После этого Головнин стал еще осторожнее в своих сношениях с японцами, хотя Гоонзо был неизменно ласков и охотно беседовал с пленниками.

— Сейчас вам уже лучше, — говорил он им. — Веревки на вас ослабили, вас стали лучше кормить, вам дали по теплому халату и одеяла для спанья. Правда? А в Хакодате будет еще лучше. Там вас поместят в хороший дом, который уже приготовлен и убран к вашему приему. Веревки с вас снимут совсем и содержать будут очень и очень хорошо.
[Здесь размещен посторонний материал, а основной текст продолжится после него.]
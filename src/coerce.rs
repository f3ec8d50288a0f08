//! Lossy cross-type coercion (§4.O), grounded on
//! `original_source/src/coerce.c`.
//!
//! Coercions that would lose information are rejected unless the caller's
//! [`CoercionPolicy`] explicitly permits that class of loss.

use crate::datatype::Datatype;
use crate::status::Status;
use crate::value::Value;

/// Bitset of loss classes a caller is willing to accept. Named after, and
/// numerically laid out the same as, `original_source/src/coerce.c`'s
/// policy flags, so a caller porting a policy value across languages
/// doesn't need to remap bits.
#[derive(Debug, Clone, Copy, PartialEq, Eq)]
pub struct CoercionPolicy(u8);

impl CoercionPolicy {
    pub const LOSSLESS: CoercionPolicy = CoercionPolicy(0);
    /// Allow converting a floating value to an integer type, or a larger
    /// integer type to a smaller one, by dropping fractional/low-order
    /// precision rather than refusing.
    pub const REDUCE_PRECISION: CoercionPolicy = CoercionPolicy(1 << 0);
    /// Allow rounding a fractional value to the nearest integer instead of
    /// requiring it to already be exactly integral.
    pub const ROUND: CoercionPolicy = CoercionPolicy(1 << 1);
    /// Allow truncating toward zero instead of rounding.
    pub const TRUNCATE: CoercionPolicy = CoercionPolicy(1 << 2);

    pub const fn union(self, other: CoercionPolicy) -> CoercionPolicy {
        CoercionPolicy(self.0 | other.0)
    }

    pub const fn contains(self, flag: CoercionPolicy) -> bool {
        self.0 & flag.0 == flag.0
    }
}

/// Coerce `value` to `target`, applying only the loss classes `policy`
/// permits. On success the returned [`Value`] always carries `target`'s
/// datatype.
pub fn coerce_value(value: &Value, target: Datatype, policy: CoercionPolicy) -> (Status, Value) {
    let result = coerce_value_inner(value, target, policy);
    log::trace!(
        "coerce_value({} -> {}) -> {:?}",
        value.datatype().short_name(),
        target.short_name(),
        result.0
    );
    result
}

/// Largest integer an `f32` represents exactly (`2^24 - 1`).
const MAX_FLOAT_INT: i64 = 16_777_215;
/// Largest integer an `f64` represents exactly (`2^53 - 1`).
const MAX_DOUBLE_INT: i64 = 9_007_199_254_740_991;

fn coerce_value_inner(value: &Value, target: Datatype, policy: CoercionPolicy) -> (Status, Value) {
    match (value, target) {
        (Value::Long(v), Datatype::Double) => (Status::Success, Value::Double(*v as f64)),
        (Value::Long(v), Datatype::Decimal) => (Status::Success, Value::Decimal(*v as f64)),
        (Value::Long(v), Datatype::Float) => {
            let widened = *v as f64;
            let narrowed = widened as f32;
            if narrowed as f64 != widened && !policy.contains(CoercionPolicy::REDUCE_PRECISION) {
                return (Status::WouldReducePrecision, value.clone());
            }
            (Status::Success, Value::Float(narrowed))
        }
        (Value::ULong(v), Datatype::Double) => (Status::Success, Value::Double(*v as f64)),
        (Value::ULong(v), Datatype::Long) => {
            if *v > i64::MAX as u64 {
                return (Status::OutOfRange, value.clone());
            }
            (Status::Success, Value::Long(*v as i64))
        }
        (Value::Long(v), Datatype::UnsignedLong) => {
            if *v < 0 {
                return (Status::OutOfRange, value.clone());
            }
            (Status::Success, Value::ULong(*v as u64))
        }
        (Value::Double(v), Datatype::Long) | (Value::Decimal(v), Datatype::Long) => {
            coerce_float_to_long(value, *v, policy, MAX_DOUBLE_INT)
        }
        (Value::Float(v), Datatype::Long) => {
            coerce_float_to_long(value, f64::from(*v), policy, MAX_FLOAT_INT)
        }
        (Value::Double(v), Datatype::Decimal) => (Status::Success, Value::Decimal(*v)),
        (Value::Decimal(v), Datatype::Double) => (Status::Success, Value::Double(*v)),
        (Value::Double(v), Datatype::Float) => {
            let narrowed = *v as f32;
            if narrowed as f64 != *v && !policy.contains(CoercionPolicy::REDUCE_PRECISION) {
                return (Status::WouldReducePrecision, value.clone());
            }
            (Status::Success, Value::Float(narrowed))
        }
        (Value::Float(v), Datatype::Double) => (Status::Success, Value::Double(f64::from(*v))),
        (Value::Boolean(v), Datatype::Long) => (Status::Success, Value::Long(i64::from(*v))),
        (Value::Long(v), Datatype::Boolean) => coerce_number_to_boolean(value, *v != 0, policy),
        (Value::ULong(v), Datatype::Boolean) => coerce_number_to_boolean(value, *v != 0, policy),
        (Value::Double(v), Datatype::Boolean) | (Value::Decimal(v), Datatype::Boolean) => {
            coerce_number_to_boolean(value, *v != 0.0, policy)
        }
        (Value::Float(v), Datatype::Boolean) => coerce_number_to_boolean(value, *v != 0.0, policy),

        (Value::Hex(bytes), Datatype::Base64Binary) => (Status::Success, Value::Base64(bytes.clone())),
        (Value::Base64(bytes), Datatype::HexBinary) => (Status::Success, Value::Hex(bytes.clone())),

        (Value::DateTime(dt), Datatype::Time) => {
            if !policy.contains(CoercionPolicy::TRUNCATE) {
                return (Status::WouldTruncate, value.clone());
            }
            (Status::Success, Value::Time(dt.time))
        }
        (Value::DateTime(dt), Datatype::Date) => {
            if !policy.contains(CoercionPolicy::TRUNCATE) {
                return (Status::WouldTruncate, value.clone());
            }
            (Status::Success, Value::Date(dt.date))
        }

        (Value::Long(v), target) => match coerce_long_to(*v, target) {
            Some(Ok(result)) => (Status::Success, result),
            Some(Err(status)) => (status, value.clone()),
            None if value.datatype() == target => (Status::Success, value.clone()),
            None => (Status::Unsupported, value.clone()),
        },
        (Value::ULong(v), target) => match coerce_ulong_to(*v, target) {
            Some(Ok(result)) => (Status::Success, result),
            Some(Err(status)) => (status, value.clone()),
            None if value.datatype() == target => (Status::Success, value.clone()),
            None => (Status::Unsupported, value.clone()),
        },

        _ if value.datatype() == target => (Status::Success, value.clone()),
        _ => (Status::Unsupported, value.clone()),
    }
}

fn coerce_number_to_boolean(original: &Value, nonzero: bool, policy: CoercionPolicy) -> (Status, Value) {
    // Every nonzero number collapses to `true`, so the distinct magnitude
    // is lost unless the caller accepts truncation.
    if !policy.contains(CoercionPolicy::TRUNCATE) {
        return (Status::WouldTruncate, original.clone());
    }
    (Status::Success, Value::Boolean(nonzero))
}

/// Inclusive `(min, max)` bounds for the bounded signed integer sub-tags
/// narrower than `i64`.
fn signed_bound(target: Datatype) -> Option<(i64, i64)> {
    match target {
        Datatype::Int => Some((i32::MIN as i64, i32::MAX as i64)),
        Datatype::Short => Some((i16::MIN as i64, i16::MAX as i64)),
        Datatype::Byte => Some((i8::MIN as i64, i8::MAX as i64)),
        _ => None,
    }
}

/// Inclusive upper bound for the bounded unsigned integer sub-tags
/// narrower than `u64`.
fn unsigned_bound(target: Datatype) -> Option<u64> {
    match target {
        Datatype::UnsignedInt => Some(u32::MAX as u64),
        Datatype::UnsignedShort => Some(u16::MAX as u64),
        Datatype::UnsignedByte => Some(u8::MAX as u64),
        _ => None,
    }
}

/// Sign predicate for the `i64`-backed arbitrary-precision integer sub-tags.
fn sign_constraint(target: Datatype) -> Option<fn(i64) -> bool> {
    match target {
        Datatype::NonNegativeInteger => Some(|v| v >= 0),
        Datatype::PositiveInteger => Some(|v| v > 0),
        Datatype::NonPositiveInteger => Some(|v| v <= 0),
        Datatype::NegativeInteger => Some(|v| v < 0),
        _ => None,
    }
}

/// Coerce a `Long`-family value to another signed integer sub-tag. `None`
/// means `target` isn't one of those sub-tags (caller falls back to its own
/// default); `Some(Err(status))` means it is, but `v` doesn't satisfy its
/// range or sign constraint.
fn coerce_long_to(v: i64, target: Datatype) -> Option<Result<Value, Status>> {
    if let Some((min, max)) = signed_bound(target) {
        return Some(if v < min || v > max {
            Err(Status::OutOfRange)
        } else {
            Ok(Value::Long(v))
        });
    }
    if let Some(constraint) = sign_constraint(target) {
        return Some(if constraint(v) {
            Ok(Value::Long(v))
        } else {
            Err(Status::OutOfRange)
        });
    }
    if matches!(target, Datatype::Long | Datatype::Integer) {
        return Some(Ok(Value::Long(v)));
    }
    None
}

/// Coerce a `ULong`-family value to another unsigned integer sub-tag.
fn coerce_ulong_to(v: u64, target: Datatype) -> Option<Result<Value, Status>> {
    if let Some(max) = unsigned_bound(target) {
        return Some(if v > max { Err(Status::OutOfRange) } else { Ok(Value::ULong(v)) });
    }
    if target == Datatype::UnsignedLong {
        return Some(Ok(Value::ULong(v)));
    }
    None
}

fn coerce_float_to_long(original: &Value, v: f64, policy: CoercionPolicy, bound: i64) -> (Status, Value) {
    if !v.is_finite() {
        return (Status::OutOfRange, original.clone());
    }
    let is_integral = v.fract() == 0.0;
    let rounded = if is_integral {
        v
    } else if policy.contains(CoercionPolicy::ROUND) {
        v.round()
    } else if policy.contains(CoercionPolicy::TRUNCATE) {
        v.trunc()
    } else {
        return (Status::WouldRound, original.clone());
    };
    if rounded < -(bound as f64) || rounded > bound as f64 {
        return (Status::OutOfRange, original.clone());
    }
    if !is_integral && !policy.contains(CoercionPolicy::REDUCE_PRECISION) {
        // Rounding/truncating a non-integral value always loses precision,
        // independent of which of ROUND/TRUNCATE was used to get there.
        return (Status::WouldReducePrecision, original.clone());
    }
    (Status::Success, Value::Long(rounded as i64))
}

#[cfg(test)]
mod tests {
    use super::*;

    #[test]
    fn widening_int_to_double_always_succeeds() {
        let (status, v) = coerce_value(&Value::Long(42), Datatype::Double, CoercionPolicy::LOSSLESS);
        assert_eq!(status, Status::Success);
        assert_eq!(v, Value::Double(42.0));
    }

    #[test]
    fn exact_double_to_long_succeeds_without_policy() {
        let (status, v) = coerce_value(&Value::Double(5.0), Datatype::Long, CoercionPolicy::LOSSLESS);
        assert_eq!(status, Status::Success);
        assert_eq!(v, Value::Long(5));
    }

    #[test]
    fn fractional_double_to_long_needs_policy() {
        let (status, _) = coerce_value(&Value::Double(5.5), Datatype::Long, CoercionPolicy::LOSSLESS);
        assert_eq!(status, Status::WouldRound);

        let (status, v) = coerce_value(
            &Value::Double(5.5),
            Datatype::Long,
            CoercionPolicy::ROUND.union(CoercionPolicy::REDUCE_PRECISION),
        );
        assert_eq!(status, Status::Success);
        assert_eq!(v, Value::Long(6));
    }

    #[test]
    fn negative_ulong_coercion_rejected() {
        let (status, _) = coerce_value(&Value::Long(-1), Datatype::UnsignedLong, CoercionPolicy::LOSSLESS);
        assert_eq!(status, Status::OutOfRange);
    }

    #[test]
    fn long_to_boolean_needs_truncate_policy() {
        let (status, _) = coerce_value(&Value::Long(2), Datatype::Boolean, CoercionPolicy::LOSSLESS);
        assert_eq!(status, Status::WouldTruncate);

        let (status, v) = coerce_value(&Value::Long(2), Datatype::Boolean, CoercionPolicy::TRUNCATE);
        assert_eq!(status, Status::Success);
        assert_eq!(v, Value::Boolean(true));
    }

    #[test]
    fn double_to_boolean_needs_truncate_policy() {
        let (status, _) = coerce_value(&Value::Double(3.5), Datatype::Boolean, CoercionPolicy::LOSSLESS);
        assert_eq!(status, Status::WouldTruncate);

        let (status, v) = coerce_value(&Value::Double(0.0), Datatype::Boolean, CoercionPolicy::TRUNCATE);
        assert_eq!(status, Status::Success);
        assert_eq!(v, Value::Boolean(false));
    }

    #[test]
    fn hex_and_base64_coerce_by_byte_copy() {
        let (status, v) = coerce_value(&Value::Hex(vec![0xDE, 0xAD]), Datatype::Base64Binary, CoercionPolicy::LOSSLESS);
        assert_eq!(status, Status::Success);
        assert_eq!(v, Value::Base64(vec![0xDE, 0xAD]));

        let (status, v) = coerce_value(&Value::Base64(vec![0xDE, 0xAD]), Datatype::HexBinary, CoercionPolicy::LOSSLESS);
        assert_eq!(status, Status::Success);
        assert_eq!(v, Value::Hex(vec![0xDE, 0xAD]));
    }

    #[test]
    fn datetime_to_time_and_date_need_truncate_policy() {
        use crate::datetime;
        let (_, dt, _) = datetime::read_date_time(b"2024-03-05T12:30:00Z");

        let (status, _) = coerce_value(&Value::DateTime(dt), Datatype::Time, CoercionPolicy::LOSSLESS);
        assert_eq!(status, Status::WouldTruncate);

        let (status, v) = coerce_value(&Value::DateTime(dt), Datatype::Time, CoercionPolicy::TRUNCATE);
        assert_eq!(status, Status::Success);
        assert_eq!(v, Value::Time(dt.time));

        let (status, v) = coerce_value(&Value::DateTime(dt), Datatype::Date, CoercionPolicy::TRUNCATE);
        assert_eq!(status, Status::Success);
        assert_eq!(v, Value::Date(dt.date));
    }

    #[test]
    fn bounded_sub_tag_coercion_range_checks() {
        let (status, v) = coerce_value(&Value::Long(127), Datatype::Byte, CoercionPolicy::LOSSLESS);
        assert_eq!(status, Status::Success);
        assert_eq!(v, Value::Long(127));

        let (status, _) = coerce_value(&Value::Long(128), Datatype::Byte, CoercionPolicy::LOSSLESS);
        assert_eq!(status, Status::OutOfRange);

        let (status, v) = coerce_value(&Value::ULong(255), Datatype::UnsignedByte, CoercionPolicy::LOSSLESS);
        assert_eq!(status, Status::Success);
        assert_eq!(v, Value::ULong(255));

        let (status, _) = coerce_value(&Value::ULong(256), Datatype::UnsignedByte, CoercionPolicy::LOSSLESS);
        assert_eq!(status, Status::OutOfRange);
    }

    #[test]
    fn sign_constrained_sub_tag_coercion() {
        let (status, v) = coerce_value(&Value::Long(5), Datatype::NonNegativeInteger, CoercionPolicy::LOSSLESS);
        assert_eq!(status, Status::Success);
        assert_eq!(v, Value::Long(5));

        let (status, _) = coerce_value(&Value::Long(-5), Datatype::NonNegativeInteger, CoercionPolicy::LOSSLESS);
        assert_eq!(status, Status::OutOfRange);

        let (status, _) = coerce_value(&Value::Long(0), Datatype::PositiveInteger, CoercionPolicy::LOSSLESS);
        assert_eq!(status, Status::OutOfRange);
    }

    #[test]
    fn double_to_long_out_of_range_past_max_double_int() {
        // 1e16 exceeds 2^53-1, so it isn't guaranteed to round-trip exactly
        // even though it happens to be an integral f64.
        let (status, _) = coerce_value(&Value::Double(1e16), Datatype::Long, CoercionPolicy::ROUND);
        assert_eq!(status, Status::OutOfRange);
    }

    #[test]
    fn float_to_long_uses_the_narrower_max_float_int_bound() {
        let (status, v) = coerce_value(&Value::Float(16_777_215.0), Datatype::Long, CoercionPolicy::LOSSLESS);
        assert_eq!(status, Status::Success);
        assert_eq!(v, Value::Long(16_777_215));

        let (status, _) = coerce_value(&Value::Float(16_777_216.0), Datatype::Long, CoercionPolicy::LOSSLESS);
        assert_eq!(status, Status::OutOfRange);
    }
}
Многие из японских господ будут знакомиться с вами и приглашать вас к себе в гости.

Вместе с чиновниками из Хакодате прибыл и офицер службы князя Намбуского. За ним, как знак его достоинства, слуга нес копье с лошадиным хвостом. Этот офицер принял команду над конвоем. Он тоже был тих и ласков. Появление столь большого количества ласковых и учтивых людей стало приводить Василия Михайловича в сильное удивление и даже беспокойство.

Наконец пленники увидели город Хакодате, а за ним Дзынгарский пролив. Долгий, мучительный путь, протяжением более тысячи верст, близился к концу. Было начало августа.

С утра конвойные стали готовиться к торжественному входу в город: надели новые одежды, облачились в латы, украсили головы военными шляпами. А пленников снова связали... Навстречу шествию из города высыпали огромные толпы любопытных. Для такого случая жители тоже разоделись в богато расшитые шелковые халаты, а иные явились даже верхом на лошадях.

Двигаться пленникам пришлось среди народа, стоявшего плотной стеной по обеим сторонам дороги, и шествие это имело такой вид, будто вели не обманом захваченных мирных соседей, а побежденных в бою свирепых врагов. В самом городе любопытных было еще больше, так что конвойные с трудом расчищали дорогу.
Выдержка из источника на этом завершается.